Only one stretch of the data below is needed. Output the lines from the one with "type once and" up to and including the one with "#[derive(Debug, Clone, Copy, PartialEq, Eq)]", exactly as they stand.

◇ ◇ ◇ ◇

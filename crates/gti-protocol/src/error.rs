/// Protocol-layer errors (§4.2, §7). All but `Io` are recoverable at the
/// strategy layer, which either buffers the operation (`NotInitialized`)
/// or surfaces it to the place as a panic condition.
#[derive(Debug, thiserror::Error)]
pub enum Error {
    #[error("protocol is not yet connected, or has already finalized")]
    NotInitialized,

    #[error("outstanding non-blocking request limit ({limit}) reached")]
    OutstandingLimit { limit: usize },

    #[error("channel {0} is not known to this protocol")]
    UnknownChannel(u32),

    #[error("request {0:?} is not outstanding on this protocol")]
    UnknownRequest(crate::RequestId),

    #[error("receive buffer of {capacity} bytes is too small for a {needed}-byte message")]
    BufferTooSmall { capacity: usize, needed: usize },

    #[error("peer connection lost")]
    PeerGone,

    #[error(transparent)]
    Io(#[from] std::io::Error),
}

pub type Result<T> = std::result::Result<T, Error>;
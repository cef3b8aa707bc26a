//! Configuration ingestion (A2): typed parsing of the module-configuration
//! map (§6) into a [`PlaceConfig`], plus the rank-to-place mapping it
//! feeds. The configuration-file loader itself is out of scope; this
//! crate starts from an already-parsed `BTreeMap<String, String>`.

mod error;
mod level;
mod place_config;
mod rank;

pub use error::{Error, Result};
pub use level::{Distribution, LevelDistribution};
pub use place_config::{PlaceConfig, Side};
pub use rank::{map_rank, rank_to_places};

◇ ◇ ◇ ◇

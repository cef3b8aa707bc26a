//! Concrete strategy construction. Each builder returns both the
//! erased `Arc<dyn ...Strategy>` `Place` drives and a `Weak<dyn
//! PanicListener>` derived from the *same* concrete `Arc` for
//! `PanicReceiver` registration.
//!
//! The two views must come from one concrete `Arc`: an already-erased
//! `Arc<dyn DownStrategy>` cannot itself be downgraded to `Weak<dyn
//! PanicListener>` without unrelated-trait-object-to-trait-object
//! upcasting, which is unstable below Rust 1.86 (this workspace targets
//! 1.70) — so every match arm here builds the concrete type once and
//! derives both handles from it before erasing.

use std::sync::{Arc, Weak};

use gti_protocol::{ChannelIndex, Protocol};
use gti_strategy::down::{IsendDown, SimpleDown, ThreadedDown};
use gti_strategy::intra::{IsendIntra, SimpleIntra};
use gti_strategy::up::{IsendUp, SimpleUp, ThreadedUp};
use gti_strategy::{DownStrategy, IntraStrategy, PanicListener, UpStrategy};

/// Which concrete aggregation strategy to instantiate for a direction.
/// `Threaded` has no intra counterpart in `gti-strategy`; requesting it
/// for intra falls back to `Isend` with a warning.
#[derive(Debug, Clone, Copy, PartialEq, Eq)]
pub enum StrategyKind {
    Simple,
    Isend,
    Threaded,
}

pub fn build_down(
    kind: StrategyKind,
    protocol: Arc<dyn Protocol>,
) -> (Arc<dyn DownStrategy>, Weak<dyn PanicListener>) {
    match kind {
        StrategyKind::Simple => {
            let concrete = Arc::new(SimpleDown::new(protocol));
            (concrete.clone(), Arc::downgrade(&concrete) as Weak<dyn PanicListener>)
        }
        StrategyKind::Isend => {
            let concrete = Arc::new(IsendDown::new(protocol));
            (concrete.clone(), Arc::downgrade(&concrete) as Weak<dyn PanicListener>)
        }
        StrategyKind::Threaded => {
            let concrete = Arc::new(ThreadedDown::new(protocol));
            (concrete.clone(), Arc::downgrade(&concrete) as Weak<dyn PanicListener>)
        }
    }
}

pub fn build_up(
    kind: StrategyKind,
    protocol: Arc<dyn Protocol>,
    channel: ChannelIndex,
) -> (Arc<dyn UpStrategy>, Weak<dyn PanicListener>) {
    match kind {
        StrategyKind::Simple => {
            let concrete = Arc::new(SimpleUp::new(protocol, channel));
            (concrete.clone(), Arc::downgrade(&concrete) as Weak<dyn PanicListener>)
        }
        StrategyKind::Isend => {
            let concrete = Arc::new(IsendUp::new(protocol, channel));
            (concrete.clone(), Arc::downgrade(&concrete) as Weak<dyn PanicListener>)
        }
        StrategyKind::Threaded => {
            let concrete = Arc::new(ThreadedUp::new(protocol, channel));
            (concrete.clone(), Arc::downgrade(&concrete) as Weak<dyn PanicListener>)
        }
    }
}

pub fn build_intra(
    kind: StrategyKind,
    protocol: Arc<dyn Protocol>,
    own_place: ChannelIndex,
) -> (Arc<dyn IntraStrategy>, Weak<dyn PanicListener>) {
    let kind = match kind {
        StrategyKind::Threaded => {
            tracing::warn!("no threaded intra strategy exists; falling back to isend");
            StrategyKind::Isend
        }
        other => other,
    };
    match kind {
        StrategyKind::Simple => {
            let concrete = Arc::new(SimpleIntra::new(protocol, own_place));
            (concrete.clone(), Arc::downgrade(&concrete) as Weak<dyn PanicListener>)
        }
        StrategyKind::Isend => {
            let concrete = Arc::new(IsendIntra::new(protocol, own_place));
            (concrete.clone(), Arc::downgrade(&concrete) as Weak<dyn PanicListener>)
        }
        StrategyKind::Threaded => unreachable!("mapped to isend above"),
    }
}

◇ ◇ ◇ ◇

● Exercise answer:
//! 1.70) — so every match arm here builds the concrete type once and
//! derives both handles from it before erasing.

use std::sync::{Arc, Weak};

use gti_protocol::{ChannelIndex, Protocol};
use gti_strategy::down::{IsendDown, SimpleDown, ThreadedDown};
use gti_strategy::intra::{IsendIntra, SimpleIntra};
use gti_strategy::up::{IsendUp, SimpleUp, ThreadedUp};
use gti_strategy::{DownStrategy, IntraStrategy, PanicListener, UpStrategy};

/// Which concrete aggregation strategy to instantiate for a direction.
/// `Threaded` has no intra counterpart in `gti-strategy`; requesting it
/// for intra falls back to `Isend` with a warning.
#[derive(Debug, Clone, Copy, PartialEq, Eq)]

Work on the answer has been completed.